Mayor Kurt L. Schmoke got a first-hand glimpse of the edge to youthful violence recently when he tried to break up a schoolboy brawl in the heart of Roland Park.

One of the 13-year-olds looked the mayor straight in the eye and shoved him in the chest.

"He was acting in a very arrogant and aggressive manner," Mr. Schmoke recalled, his voice cracking with disbelief. "Here was one example of a child with very little respect or no respect for authority. He just didn't seem to care."

Three weeks after he was shoved, the mayor still is clearly astonished by the boy's blatant insolence. Mr. Schmoke said he "just got angry" when he looked out of the window of his chauffeur-driven car the afternoon of Oct. 18 and noticed two eighth-grade boys from Roland Park Elementary/Middle School punching each other across the street from the school.

Without hesitating, Mr. Schmoke ordered the driver to stop, then leaped out to separate the youths.

His bodyguard seized the bigger boy who was swinging away. Mr. Schmoke, a high school football hero who, as state's attorney, once disarmed a knife-wielding man, pulled the other youth against a fence and tried to reason with him.

But the mayor's trademark thoughtfulness and self-possession didn't calm the youthful fury.

Mr. Schmoke conceded that he lost his usual cool and had to keep reminding himself that he wasn't the boy's father. "If I ever went home and said I shoved the mayor in the chest, I wouldn't be able to sit for a couple of weeks," the mayor said.

When the boys had calmed down, the mayor climbed back into his car and left. Within minutes, they were at it again, school officials said.

Assistant Principal Barney B. Bentz broke up the fight for the second time. Both boys were suspended for two days, and their parents were called in for a conference.

The mayor, a Rhodes scholar and Ivy League lawyer who was groomed from an early age for success, has recounted the story in some disbelief.

Students at Roland Park are still talking about the incident. "All of a sudden, he just got out and stopped them," Simone Jenkins, 13, said with wide eyes.

Some city leaders find the incident symbolic of troubling times.

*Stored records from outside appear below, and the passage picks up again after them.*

//! acad - academy back-office CLI
//!
//! Manage tasks, leads, admissions, fees and HR requests against the
//! back-office REST API. Every command prints JSON on stdout; logs go to
//! stderr or the configured log file.
//!
//! # Examples
//!
//! ```bash
//! # Sign in (token is stored under .acad/)
//! acad login --email me@academy.test --password secret
//!
//! # Show my board, high priority only
//! acad task board --priority high --pretty
//!
//! # Move a card to In Review
//! acad task move <task-id> --over "In Review"
//!
//! # Split leads equally across two counselors
//! acad lead distribute --unassigned --member <id-a> --member <id-b>
//! ```

use acad_cli::cli::Cli;
use acad_cli::error::Result as CliResult;
use acad_cli::logger;
use acad_cli::session::AppContext;

use acad_config::Config;

use std::process::ExitCode;

use clap::Parser;
use serde_json::Value;

#[tokio::main]
async fn main() -> ExitCode {
    let cli = Cli::parse();
    let pretty = cli.pretty;

    let value = match run(cli).await {
        Ok(value) => value,
        Err(e) => {
            log::debug!("Command failed: {:?}", e);
            eprintln!("Error: {}", e);
            return ExitCode::FAILURE;
        }
    };

    let output = if pretty {
        serde_json::to_string_pretty(&value)
    } else {
        serde_json::to_string(&value)
    };

    match output {
        Ok(json) => {
            println!("{}", json);
            ExitCode::SUCCESS
        }
        Err(e) => {
            eprintln!("Error serializing response: {}", e);
            ExitCode::FAILURE
        }
    }
}

async fn run(cli: Cli) -> CliResult<Value> {
    let mut config = Config::load()?;
    if let Some(server) = cli.server {
        config.api.override_base_url(server);
    }
    config.validate()?;

    logger::initialize(
        config.logging.level,
        config.log_file_path()?,
        config.logging.colored,
    )?;
    config.log_summary();

    let mut ctx = AppContext::new(config)?;
    if cli.command.requires_session() {
        ctx.restore().await?;
    }

    cli.command.run(&mut ctx).await
}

"Can you believe that? There's just no respect," said Councilwoman Sheila Dixon, D-4th, who is introducing a measure in City Council Monday night that would require the parents of disruptive children to spend a day in school with them.

To Linda Prudente, the spokeswoman for the Baltimore Teachers Union, the incident was just as baffling as when an 8-year-old punched "Officer Friendly" in the stomach after a police presentation at Langston Hughes Elementary School.

Ms. Prudente, nearly speechless for the second time in two weeks, said, "It's just like no one is immune to the things going on. If you can imagine a police officer being punched, if you can imagine this happening to a mayor on a street corner, you can see what could happen to a teacher in the school."

Mr. Schmoke has been made an honorary administrator for his "hands-on involvement," said Kelly Trotter, a school system spokeswoman.

Nevertheless, the mayor remains optimistic about the city's youth. He said it was "just two guys who were making life miserable for all of the other nice kids there."